Fig. 7: Inhibition of Rap1 signaling enhances apoptotic priming in T-ALL.

a Bar graph of significant gene ontologies based on the top 100 differentially expressed genes in malignant cells of group 2 T-ALL patients compared to group 1 T-ALL patients (Supplementary Data 7) as analyzed by DAVID Gene ontology. P-value is derived from a Modified Fisher’s Exact Test. Immunoreg: Immunoregulatory interactions between a lymphoid and non-lymphoid cell. b Ligand-receptor interactions (NATMI³⁵) between NC monocytes and malignant cells from T-ALL group 2 patients. c, d Violin plots showing surface protein expression of CD54 in NC monocytes from healthy donors (n = 102 cells (BM), n = 168 cells (PB)), T-ALL group 1 (n = 881 cells (PB), n = 1531 cells (BM)) and T-ALL group 2 (n = 1603 cells (PB), n = 1226 cells (BM)) at diagnosis (c), and CD11a and CD18 in malignant cells from T-ALL group 1 (n = 4 (BM), n = 6 (PB)) and T-ALL group 2 (n = 1 (BM), n = 4 (PB)) patients (downsampled to 300 cells/sample) at diagnosis (d). A one-way Anova test followed by Tukey’s HSD post-hoc test (c) or an unpaired t-test (d) was used for statistical analysis. e Viability as assessed by CellTiter-Glo assay upon GGTI-298 treatment in T-ALL cell lines (Jurkat, HPB-ALL and CCRF-CEM) for three days and two primary T-ALL samples from group 2 (P8 and P14) for five days. Viability is normalized to vehicle control DMSO. Each dot represents a data point from an independent replicate.
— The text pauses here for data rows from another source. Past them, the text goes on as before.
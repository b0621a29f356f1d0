use std::any::{type_name, Any, TypeId};
use std::collections::HashMap;
use std::sync::Arc;

use crate::errors::{TenancyError, TenancyResult};

/// A type-keyed map of shared dependencies.
///
/// Strategy types that need collaborators (a tenant manager, an HTTP client,
/// a lookup table) pull them from here inside their factory rather than
/// having them wired by reflection. Values are stored as `Arc<T>`, and `T`
/// may be a trait object, so `Arc<dyn TenantManager>` can be registered and
/// resolved as such.
#[derive(Default)]
pub struct DependencyRegistry {
    // Each value is the concrete `Arc<T>` boxed as `dyn Any`.
    values: HashMap<TypeId, Box<dyn Any + Send + Sync>>,
}

impl DependencyRegistry {
    pub fn new() -> Self {
        Self {
            values: HashMap::new(),
        }
    }

    /// Register `value`, replacing any earlier value of the same type.
    pub fn insert<T>(&mut self, value: Arc<T>) -> &mut Self
    where
        T: ?Sized + Send + Sync + 'static,
    {
        self.values.insert(TypeId::of::<Arc<T>>(), Box::new(value));
        self
    }

    pub fn get<T>(&self) -> Option<Arc<T>>
    where
        T: ?Sized + Send + Sync + 'static,
    {
        self.values
            .get(&TypeId::of::<Arc<T>>())
            .and_then(|boxed| boxed.downcast_ref::<Arc<T>>())
            .cloned()
    }

    /// Like [`get`](Self::get), failing with `MissingDependency` when absent.
    pub fn require<T>(&self) -> TenancyResult<Arc<T>>
    where
        T: ?Sized + Send + Sync + 'static,
    {
        self.get::<T>().ok_or(TenancyError::MissingDependency {
            type_name: type_name::<T>(),
        })
    }

    pub fn contains<T>(&self) -> bool
    where
        T: ?Sized + Send + Sync + 'static,
    {
        self.values.contains_key(&TypeId::of::<Arc<T>>())
    }
}

impl std::fmt::Debug for DependencyRegistry {
    fn fmt(&self, f: &mut std::fmt::Formatter<'_>) -> std::fmt::Result {
        f.debug_struct("DependencyRegistry")
            .field("len", &self.values.len())
            .finish()
    }
}

/// Explicit factory for types registered "by type".
pub trait FromDependencies: Sized {
    fn from_dependencies(deps: &DependencyRegistry) -> TenancyResult<Self>;
}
Bars and error bars represent the mean and SEM of triplicates. f Heatmap of normalized cytochrome c^- cells upon 12-hour treatment with GGTI-298 or vehicle DMSO in T-ALL cell lines Jurkat, HPB-ALL and CCRF-CEM. g Most synergistic area score (MSA) (Bliss, SynergyFinder⁷⁵) of combination treatment with Rap1 inhibitor GGTI-298 and indicated drugs in T-ALL cell lines (Jurkat, HPB-ALL and CCRF-CEM) and two primary T-ALL patients samples from group 2. MSA > 10 is considered strongly synergistic (dashed line). Each dot represents the MSA and error bars indicate 95% confidence interval. h Dose-response curves (CellTiter-Glo assay) of T-ALL cell lines (Jurkat and HPB-ALL) and primary T-ALL P14 treated with various concentrations of GGTI-298 and navitoclax (top) or venetoclax (bottom) for three or five days, respectively. Viability of GGTI-298 without addition of BCL2 inhibitors were normalized and set to 100%. Most synergistic area score (MSA) (Bliss, SynergyFinder⁷⁵) is shown (see (g)). Each dot represents the mean and error bars represent SEM of three independent replicates.